J’allai chez la duchesse de Figueroas pour la remercier de l’intérêt qu’elle avait daigné prendre à ma santé (elle avait envoyé souvent demander de mes nouvelles); je fus refusé: elle était dans les pleurs et le désespoir; son cher comte Mendoza était dangereusement malade, et pour intéresser Dieu et la Madonne à la santé de son amant, elle fit le terrible vœu de vivre désormais avec lui aussi chastement, avec la même continence qu’observait le bienheureux Robert d’Arbissel au milieu de deux filles du Seigneur, qui partageaient sa couche. Ce vœu a sauvé le comte, du moins on le présume; mais on ignore si la duchesse a tenu sa parole.

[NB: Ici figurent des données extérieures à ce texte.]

// tests/ingest_config.rs
//
// The shipped sample configs parse and wire up as expected.

use std::path::Path;
use std::sync::Arc;

use upgrade_monitor::config::AiConfig;
use upgrade_monitor::ingest::config::load_registry_from;
use upgrade_monitor::ingest::http::FixtureFetcher;
use upgrade_monitor::ingest::providers::{watchers_for, Credentials};
use upgrade_monitor::ingest::types::SourceKind;
use upgrade_monitor::source_weights::SourceWeights;

#[test]
fn sample_registry_loads_every_project() {
    let reg = load_registry_from(Path::new("config/source_registry.toml")).unwrap();
    let names: Vec<&str> = reg.projects.keys().map(String::as_str).collect();
    assert_eq!(names, vec!["aave", "arbitrum", "lido", "uniswap"]);

    let uni = reg.project("uniswap").unwrap();
    assert_eq!(uni.name, "uniswap");
    assert_eq!(uni.primary_network(), "ethereum");
    assert!(reg.domain_allowlist.contains(&"lido".to_string()));
}

#[test]
fn sample_registry_yields_three_watchers_per_project() {
    let reg = load_registry_from(Path::new("config/source_registry.toml")).unwrap();
    let fetcher = Arc::new(FixtureFetcher::new());
    for p in reg.projects.values() {
        let ws = watchers_for(p, fetcher.clone(), &Credentials::default());
        let kinds: Vec<SourceKind> = ws.iter().map(|w| w.kind()).collect();
        assert_eq!(kinds, SourceKind::ALL.to_vec(), "project {}", p.name);
    }
}

#[test]
fn sample_weights_and_ai_config() {
    let w = SourceWeights::load_from_file("config/source_weights.json");
    assert_eq!(w, SourceWeights::default());

    let ai = AiConfig::load_or_default("config/ai.json");
    assert!(!ai.enabled);
    assert_eq!(ai.provider, "openai");
}
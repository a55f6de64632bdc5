// src/store/mod.rs
//! Persistence seams: per-watcher cursors and the canonical output feed.

pub mod file;
pub mod memory;

use anyhow::Result;
use async_trait::async_trait;
use chrono::{DateTime, Utc};

use crate::ingest::types::WatcherId;
use crate::model::CanonicalUpgrade;

pub use file::{FileCursorStore, FileOutputStore};
pub use memory::{MemoryCursorStore, MemoryOutputStore};

/// Last-seen timestamp per watcher. Absence means "never polled".
#[async_trait]
pub trait CursorStore: Send + Sync {
    async fn get(&self, id: &WatcherId) -> Option<DateTime<Utc>>;
    /// Monotonic: a value older than the stored one is ignored.
    async fn set(&self, id: &WatcherId, ts: DateTime<Utc>) -> Result<()>;
}

/// Canonical records keyed by `(project, headline)`.
#[async_trait]
pub trait OutputStore: Send + Sync {
    /// `true` when inserted, `false` when the key already exists.
    async fn upsert(&self, record: CanonicalUpgrade) -> Result<bool>;
    async fn flush(&self) -> Result<()>;
    async fn all(&self) -> Vec<CanonicalUpgrade>;
}
// src/config/ai.rs
use serde::{Deserialize, Serialize};
use std::{env, fs, path::Path};

pub const DEFAULT_AI_CONFIG_PATH: &str = "config/ai.json";

fn default_provider() -> String {
    "openai".to_string()
}
fn default_daily_limit() -> u32 {
    200
}
fn default_cache_dir() -> String {
    "cache/ai".to_string()
}

/// Delegated-judgment settings, loaded from `config/ai.json`.
#[derive(Debug, Clone, Serialize, Deserialize)]
pub struct AiConfig {
    #[serde(default)]
    pub enabled: bool,
    /// Only "openai" is wired today (case-insensitive).
    #[serde(default = "default_provider")]
    pub provider: String,
    #[serde(default)]
    pub model: Option<String>,
    /// Real remote calls per UTC day; cache hits do not count.
    #[serde(default = "default_daily_limit")]
    pub daily_limit: u32,
    /// "ENV" means: read from OPENAI_API_KEY.
    #[serde(default)]
    pub api_key: String,
    #[serde(default = "default_cache_dir")]
    pub cache_dir: String,
}

impl Default for AiConfig {
    fn default() -> Self {
        Self {
            enabled: false,
            provider: default_provider(),
            model: None,
            daily_limit: default_daily_limit(),
            api_key: String::new(),
            cache_dir: default_cache_dir(),
        }
    }
}

impl AiConfig {
    pub fn load_from_file<P: AsRef<Path>>(path: P) -> anyhow::Result<Self> {
        let data = fs::read_to_string(path)?;
        let mut cfg: AiConfig = serde_json::from_str(&data)?;

        cfg.provider = cfg.provider.trim().to_lowercase();

        // Resolve api key if "ENV"
        if cfg.api_key.trim().eq_ignore_ascii_case("env") {
            cfg.api_key = match cfg.provider.as_str() {
                "openai" => match env::var("OPENAI_API_KEY") {
                    Ok(k) => k,
                    // A disabled config never calls out; the key is not needed.
                    Err(_) if !cfg.enabled => String::new(),
                    Err(_) => anyhow::bail!("Missing OPENAI_API_KEY env var"),
                },
                other => anyhow::bail!("Unsupported provider in config: {other}"),
            };
        }

        if cfg.daily_limit == 0 {
            cfg.daily_limit = default_daily_limit();
        }
        Ok(cfg)
    }

    /// Missing file → disabled defaults. A broken file is logged and also
    /// yields the disabled defaults; delegated judgment is optional.
    pub fn load_or_default<P: AsRef<Path>>(path: P) -> Self {
        let path = path.as_ref();
        if !path.exists() {
            return Self::default();
        }
        Self::load_from_file(path).unwrap_or_else(|e| {
            tracing::warn!(target: "oracle", error = ?e, path = %path.display(), "ai config unusable; delegated judgment disabled");
            Self::default()
        })
    }
}
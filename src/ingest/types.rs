// src/ingest/types.rs
use chrono::{DateTime, Utc};
use serde::{Deserialize, Serialize};
use std::fmt;

/// Channel kind an event was observed on.
#[derive(Debug, Clone, Copy, PartialEq, Eq, Hash, PartialOrd, Ord, Serialize, Deserialize)]
#[serde(rename_all = "SCREAMING_SNAKE_CASE")]
pub enum SourceKind {
    Feed,
    CodeRelease,
    Social,
}

impl SourceKind {
    pub const ALL: [SourceKind; 3] = [SourceKind::Feed, SourceKind::CodeRelease, SourceKind::Social];

    pub fn as_str(&self) -> &'static str {
        match self {
            SourceKind::Feed => "feed",
            SourceKind::CodeRelease => "code_release",
            SourceKind::Social => "social",
        }
    }
}

impl fmt::Display for SourceKind {
    fn fmt(&self, f: &mut fmt::Formatter<'_>) -> fmt::Result {
        f.write_str(self.as_str())
    }
}

/// One normalized mention produced by a watcher. Never mutated after creation.
#[derive(Debug, Clone, Serialize, Deserialize, PartialEq)]
pub struct RawEvent {
    pub id: String,
    pub project: String,
    pub kind: SourceKind,
    pub author: String,
    pub text: String,
    pub url: String,
    pub timestamp: DateTime<Utc>,
    #[serde(default, skip_serializing_if = "Option::is_none")]
    pub raw: Option<serde_json::Value>,
}

impl RawEvent {
    /// Build an event; the id is derived from (project, url) so re-polling the
    /// same item yields the same id.
    pub fn new(
        project: &str,
        kind: SourceKind,
        author: impl Into<String>,
        text: impl Into<String>,
        url: impl Into<String>,
        timestamp: DateTime<Utc>,
    ) -> Self {
        let url = url.into();
        Self {
            id: event_id(project, &url),
            project: project.to_string(),
            kind,
            author: author.into(),
            text: text.into(),
            url,
            timestamp,
            raw: None,
        }
    }

    pub fn with_raw(mut self, raw: serde_json::Value) -> Self {
        self.raw = Some(raw);
        self
    }
}

fn event_id(project: &str, url: &str) -> String {
    use sha2::{Digest, Sha256};
    let mut hasher = Sha256::new();
    hasher.update(project.as_bytes());
    hasher.update(b"|");
    hasher.update(url.as_bytes());
    let digest = hasher.finalize();
    let mut out = String::with_capacity(32);
    for b in digest.iter().take(16) {
        use std::fmt::Write as _;
        let _ = write!(&mut out, "{:02x}", b);
    }
    out
}

/// Stable identity of one watcher: project + watcher kind.
#[derive(Debug, Clone, PartialEq, Eq, Hash, PartialOrd, Ord, Serialize, Deserialize)]
pub struct WatcherId(String);

impl WatcherId {
    pub fn new(project: &str, kind: SourceKind) -> Self {
        Self(format!("{project}_{}", kind.as_str()))
    }

    pub fn as_str(&self) -> &str {
        &self.0
    }
}

impl From<&str> for WatcherId {
    fn from(s: &str) -> Self {
        Self(s.to_string())
    }
}

impl fmt::Display for WatcherId {
    fn fmt(&self, f: &mut fmt::Formatter<'_>) -> fmt::Result {
        f.write_str(&self.0)
    }
}

/// A source watcher. `poll` returns only events strictly newer than `cursor`
/// and never fails: sub-source errors are logged and yield fewer events.
/// The cursor is owned by the orchestrator and only read here.
#[async_trait::async_trait]
pub trait Watcher: Send + Sync {
    fn id(&self) -> &WatcherId;
    fn kind(&self) -> SourceKind;
    fn project(&self) -> &str;
    async fn poll(&self, cursor: Option<DateTime<Utc>>) -> Vec<RawEvent>;
}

La veille de mon départ je trouvai l’aimable Rosalie dans une tristesse profonde; je lui en demandai la cause. Je ne sais, me dit-elle; je ne suis pas heureuse; la mélancolie est dans mon cœur: votre présence, votre amitié la dissipaient, y versaient quelque consolation; mais vous nous quittez, je n’aimerai plus rien. — Vous avez un père. — Je l’aime tendrement; mais il me reste encore un vide dans l’ame que nul être n’occupe. Je vous quitte, lui dis-je, avec un vif regret; mais l’amitié nous reste, et ce sentiment, plus solide que l’amour, ne s’attiédit pas dans l’éloignement.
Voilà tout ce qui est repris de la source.